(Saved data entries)
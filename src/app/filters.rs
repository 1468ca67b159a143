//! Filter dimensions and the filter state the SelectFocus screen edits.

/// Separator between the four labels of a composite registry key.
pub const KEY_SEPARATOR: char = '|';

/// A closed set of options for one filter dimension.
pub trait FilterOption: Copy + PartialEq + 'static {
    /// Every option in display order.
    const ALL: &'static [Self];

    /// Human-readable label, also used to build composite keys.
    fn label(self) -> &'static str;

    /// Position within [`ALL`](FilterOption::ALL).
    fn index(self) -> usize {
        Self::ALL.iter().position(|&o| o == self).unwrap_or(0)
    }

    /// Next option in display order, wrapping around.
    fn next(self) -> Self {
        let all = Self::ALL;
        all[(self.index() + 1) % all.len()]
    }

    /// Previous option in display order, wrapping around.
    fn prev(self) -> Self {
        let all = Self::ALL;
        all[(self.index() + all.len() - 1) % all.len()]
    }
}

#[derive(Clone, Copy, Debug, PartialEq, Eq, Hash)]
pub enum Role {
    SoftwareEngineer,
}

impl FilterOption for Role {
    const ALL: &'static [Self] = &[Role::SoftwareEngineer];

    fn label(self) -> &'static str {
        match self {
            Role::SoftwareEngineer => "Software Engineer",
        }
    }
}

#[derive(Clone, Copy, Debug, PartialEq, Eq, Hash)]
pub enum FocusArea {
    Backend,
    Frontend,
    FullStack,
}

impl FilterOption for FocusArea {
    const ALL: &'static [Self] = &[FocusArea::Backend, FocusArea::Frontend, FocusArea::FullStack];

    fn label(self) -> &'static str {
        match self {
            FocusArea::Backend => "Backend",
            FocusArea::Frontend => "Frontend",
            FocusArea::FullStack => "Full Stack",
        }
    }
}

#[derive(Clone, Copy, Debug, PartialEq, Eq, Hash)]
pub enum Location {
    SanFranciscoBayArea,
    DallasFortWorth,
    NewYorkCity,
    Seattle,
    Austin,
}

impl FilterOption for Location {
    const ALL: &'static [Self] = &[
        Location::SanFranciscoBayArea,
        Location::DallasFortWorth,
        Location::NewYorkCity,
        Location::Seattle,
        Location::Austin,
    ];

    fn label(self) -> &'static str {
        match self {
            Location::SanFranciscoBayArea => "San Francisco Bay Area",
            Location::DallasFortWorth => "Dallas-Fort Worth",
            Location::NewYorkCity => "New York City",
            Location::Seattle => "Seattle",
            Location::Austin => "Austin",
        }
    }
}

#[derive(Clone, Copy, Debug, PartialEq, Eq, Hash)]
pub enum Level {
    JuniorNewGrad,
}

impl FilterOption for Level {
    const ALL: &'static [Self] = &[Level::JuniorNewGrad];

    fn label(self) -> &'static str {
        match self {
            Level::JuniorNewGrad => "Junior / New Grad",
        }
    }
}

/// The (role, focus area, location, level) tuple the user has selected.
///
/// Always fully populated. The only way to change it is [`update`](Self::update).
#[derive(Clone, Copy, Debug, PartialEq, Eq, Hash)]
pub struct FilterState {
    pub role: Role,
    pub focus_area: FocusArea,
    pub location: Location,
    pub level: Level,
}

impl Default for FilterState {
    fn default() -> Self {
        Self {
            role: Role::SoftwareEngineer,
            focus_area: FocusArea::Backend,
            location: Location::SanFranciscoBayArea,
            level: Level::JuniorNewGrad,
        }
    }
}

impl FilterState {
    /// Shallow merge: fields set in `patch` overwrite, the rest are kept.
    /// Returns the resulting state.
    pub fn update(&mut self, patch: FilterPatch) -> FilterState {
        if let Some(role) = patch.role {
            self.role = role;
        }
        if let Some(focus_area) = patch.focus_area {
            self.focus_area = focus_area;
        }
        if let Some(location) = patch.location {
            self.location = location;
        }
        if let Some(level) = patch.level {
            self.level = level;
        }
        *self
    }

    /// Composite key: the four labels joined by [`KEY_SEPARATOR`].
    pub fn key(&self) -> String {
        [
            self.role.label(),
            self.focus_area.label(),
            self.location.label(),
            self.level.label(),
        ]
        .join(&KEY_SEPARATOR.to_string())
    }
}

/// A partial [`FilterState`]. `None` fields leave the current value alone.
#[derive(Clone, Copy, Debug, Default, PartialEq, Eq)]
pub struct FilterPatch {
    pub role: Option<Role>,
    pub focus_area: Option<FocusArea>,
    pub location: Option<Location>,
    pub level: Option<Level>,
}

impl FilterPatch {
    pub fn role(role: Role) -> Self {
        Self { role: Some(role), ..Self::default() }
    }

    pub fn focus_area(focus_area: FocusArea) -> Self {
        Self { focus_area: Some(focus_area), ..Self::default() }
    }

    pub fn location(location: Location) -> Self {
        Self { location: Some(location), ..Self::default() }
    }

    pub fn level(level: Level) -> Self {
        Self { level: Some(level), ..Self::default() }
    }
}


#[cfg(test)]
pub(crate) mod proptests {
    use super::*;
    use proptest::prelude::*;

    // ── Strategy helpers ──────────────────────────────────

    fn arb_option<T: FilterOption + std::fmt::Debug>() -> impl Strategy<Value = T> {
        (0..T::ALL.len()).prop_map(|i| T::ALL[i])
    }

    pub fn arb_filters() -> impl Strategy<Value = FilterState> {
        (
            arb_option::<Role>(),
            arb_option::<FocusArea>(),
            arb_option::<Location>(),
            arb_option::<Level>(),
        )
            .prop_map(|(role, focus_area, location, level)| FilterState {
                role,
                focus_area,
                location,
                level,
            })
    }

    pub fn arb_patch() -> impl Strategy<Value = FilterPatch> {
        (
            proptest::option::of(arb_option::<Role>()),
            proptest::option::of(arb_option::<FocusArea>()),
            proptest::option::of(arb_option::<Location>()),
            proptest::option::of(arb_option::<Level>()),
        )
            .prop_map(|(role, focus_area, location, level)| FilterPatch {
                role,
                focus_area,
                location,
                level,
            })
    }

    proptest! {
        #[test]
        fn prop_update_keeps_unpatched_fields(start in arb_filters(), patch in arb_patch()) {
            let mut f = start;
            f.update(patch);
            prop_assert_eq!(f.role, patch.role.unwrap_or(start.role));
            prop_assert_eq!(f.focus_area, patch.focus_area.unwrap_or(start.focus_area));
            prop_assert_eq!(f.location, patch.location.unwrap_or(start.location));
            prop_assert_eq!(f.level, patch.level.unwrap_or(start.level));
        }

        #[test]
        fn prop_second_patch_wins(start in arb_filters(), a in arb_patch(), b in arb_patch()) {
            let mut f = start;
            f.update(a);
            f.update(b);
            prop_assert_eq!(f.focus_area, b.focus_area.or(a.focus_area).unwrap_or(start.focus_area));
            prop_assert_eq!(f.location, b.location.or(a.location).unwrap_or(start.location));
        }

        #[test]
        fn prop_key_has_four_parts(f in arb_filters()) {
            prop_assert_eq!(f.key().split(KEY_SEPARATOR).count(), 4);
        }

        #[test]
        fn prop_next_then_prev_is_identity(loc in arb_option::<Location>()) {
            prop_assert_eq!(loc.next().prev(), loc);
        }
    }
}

TASK STATEMENT
Every entry above should be given again exactly as shown.

YOUR RESPONSE
filename src/app/filters.rs
repository 1468ca67b159a143
//! Filter dimensions and the filter state the SelectFocus screen edits.

/// Separator between the four labels of a composite registry key.
pub const KEY_SEPARATOR: char = '|';

/// A closed set of options for one filter dimension.
pub trait FilterOption: Copy + PartialEq + 'static {
    /// Every option in display order.
    const ALL: &'static [Self];

    /// Human-readable label, also used to build composite keys.
    fn label(self) -> &'static str;

    /// Position within [`ALL`](FilterOption::ALL).
    fn index(self) -> usize {
        Self::ALL.iter().position(|&o| o == self).unwrap_or(0)
    }

    /// Next option in display order, wrapping around.
    fn next(self) -> Self {
        let all = Self::ALL;
        all[(self.index() + 1) % all.len()]
    }

    /// Previous option in display order, wrapping around.
    fn prev(self) -> Self {
        let all = Self::ALL;
        all[(self.index() + all.len() - 1) % all.len()]
    }
}

#[derive(Clone, Copy, Debug, PartialEq, Eq, Hash)]
pub enum Role {
    SoftwareEngineer,
}

impl FilterOption for Role {
    const ALL: &'static [Self] = &[Role::SoftwareEngineer];

    fn label(self) -> &'static str {
        match self {
            Role::SoftwareEngineer => "Software Engineer",
        }
    }
}

#[derive(Clone, Copy, Debug, PartialEq, Eq, Hash)]
pub enum FocusArea {
    Backend,
    Frontend,
    FullStack,
}

impl FilterOption for FocusArea {
    const ALL: &'static [Self] = &[FocusArea::Backend, FocusArea::Frontend, FocusArea::FullStack];

    fn label(self) -> &'static str {
        match self {
            FocusArea::Backend => "Backend",
            FocusArea::Frontend => "Frontend",
            FocusArea::FullStack => "Full Stack",
        }
    }
}

#[derive(Clone, Copy, Debug, PartialEq, Eq, Hash)]
pub enum Location {
    SanFranciscoBayArea,
    DallasFortWorth,
    NewYorkCity,
    Seattle,
    Austin,
}

impl FilterOption for Location {
    const ALL: &'static [Self] = &[
        Location::SanFranciscoBayArea,
        Location::DallasFortWorth,
        Location::NewYorkCity,
        Location::Seattle,
        Location::Austin,
    ];

    fn label(self) -> &'static str {
        match self {
            Location::SanFranciscoBayArea => "San Francisco Bay Area",
            Location::DallasFortWorth => "Dallas-Fort Worth",
            Location::NewYorkCity => "New York City",
            Location::Seattle => "Seattle",
            Location::Austin => "Austin",
        }
    }
}

#[derive(Clone, Copy, Debug, PartialEq, Eq, Hash)]
pub enum Level {
    JuniorNewGrad,
}

impl FilterOption for Level {
    const ALL: &'static [Self] = &[Level::JuniorNewGrad];

    fn label(self) -> &'static str {
        match self {
            Level::JuniorNewGrad => "Junior / New Grad",
        }
    }
}

/// The (role, focus area, location, level) tuple the user has selected.
///
/// Always fully populated. The only way to change it is [`update`](Self::update).
#[derive(Clone, Copy, Debug, PartialEq, Eq, Hash)]
pub struct FilterState {
    pub role: Role,
    pub focus_area: FocusArea,
    pub location: Location,
    pub level: Level,
}

impl Default for FilterState {
    fn default() -> Self {
        Self {
            role: Role::SoftwareEngineer,
            focus_area: FocusArea::Backend,
            location: Location::SanFranciscoBayArea,
            level: Level::JuniorNewGrad,
        }
    }
}

impl FilterState {
    /// Shallow merge: fields set in `patch` overwrite, the rest are kept.
    /// Returns the resulting state.
    pub fn update(&mut self, patch: FilterPatch) -> FilterState {
        if let Some(role) = patch.role {
            self.role = role;
        }
        if let Some(focus_area) = patch.focus_area {
            self.focus_area = focus_area;
        }
        if let Some(location) = patch.location {
            self.location = location;
        }
        if let Some(level) = patch.level {
            self.level = level;
        }
        *self
    }

    /// Composite key: the four labels joined by [`KEY_SEPARATOR`].
    pub fn key(&self) -> String {
        [
            self.role.label(),
            self.focus_area.label(),
            self.location.label(),
            self.level.label(),
        ]
        .join(&KEY_SEPARATOR.to_string())
    }
}

/// A partial [`FilterState`]. `None` fields leave the current value alone.
#[derive(Clone, Copy, Debug, Default, PartialEq, Eq)]
pub struct FilterPatch {
    pub role: Option<Role>,
    pub focus_area: Option<FocusArea>,
    pub location: Option<Location>,
    pub level: Option<Level>,
}

impl FilterPatch {
    pub fn role(role: Role) -> Self {
        Self { role: Some(role), ..Self::default() }
    }

    pub fn focus_area(focus_area: FocusArea) -> Self {
        Self { focus_area: Some(focus_area), ..Self::default() }
    }

    pub fn location(location: Location) -> Self {
        Self { location: Some(location), ..Self::default() }
    }

    pub fn level(level: Level) -> Self {
        Self { level: Some(level), ..Self::default() }
    }
}


#[cfg(test)]
pub(crate) mod proptests {
    use super::*;
    use proptest::prelude::*;

    // ── Strategy helpers ──────────────────────────────────

    fn arb_option<T: FilterOption + std::fmt::Debug>() -> impl Strategy<Value = T> {
        (0..T::ALL.len()).prop_map(|i| T::ALL[i])
    }

    pub fn arb_filters() -> impl Strategy<Value = FilterState> {
        (
            arb_option::<Role>(),
            arb_option::<FocusArea>(),
            arb_option::<Location>(),
            arb_option::<Level>(),
        )
            .prop_map(|(role, focus_area, location, level)| FilterState {
                role,
                focus_area,
                location,
                level,
            })
    }

    pub fn arb_patch() -> impl Strategy<Value = FilterPatch> {
        (
            proptest::option::of(arb_option::<Role>()),
            proptest::option::of(arb_option::<FocusArea>()),
            proptest::option::of(arb_option::<Location>()),
            proptest::option::of(arb_option::<Level>()),
        )
            .prop_map(|(role, focus_area, location, level)| FilterPatch {
                role,
                focus_area,
                location,
                level,
            })
    }

    proptest! {
        #[test]
        fn prop_update_keeps_unpatched_fields(start in arb_filters(), patch in arb_patch()) {
            let mut f = start;
            f.update(patch);
            prop_assert_eq!(f.role, patch.role.unwrap_or(start.role));
            prop_assert_eq!(f.focus_area, patch.focus_area.unwrap_or(start.focus_area));
            prop_assert_eq!(f.location, patch.location.unwrap_or(start.location));
            prop_assert_eq!(f.level, patch.level.unwrap_or(start.level));
        }

        #[test]
        fn prop_second_patch_wins(start in arb_filters(), a in arb_patch(), b in arb_patch()) {
            let mut f = start;
            f.update(a);
            f.update(b);
            prop_assert_eq!(f.focus_area, b.focus_area.or(a.focus_area).unwrap_or(start.focus_area));
            prop_assert_eq!(f.location, b.location.or(a.location).unwrap_or(start.location));
        }

        #[test]
        fn prop_key_has_four_parts(f in arb_filters()) {
            prop_assert_eq!(f.key().split(KEY_SEPARATOR).count(), 4);
        }

        #[test]
        fn prop_next_then_prev_is_identity(loc in arb_option::<Location>()) {
            prop_assert_eq!(loc.next().prev(), loc);
        }
    }
}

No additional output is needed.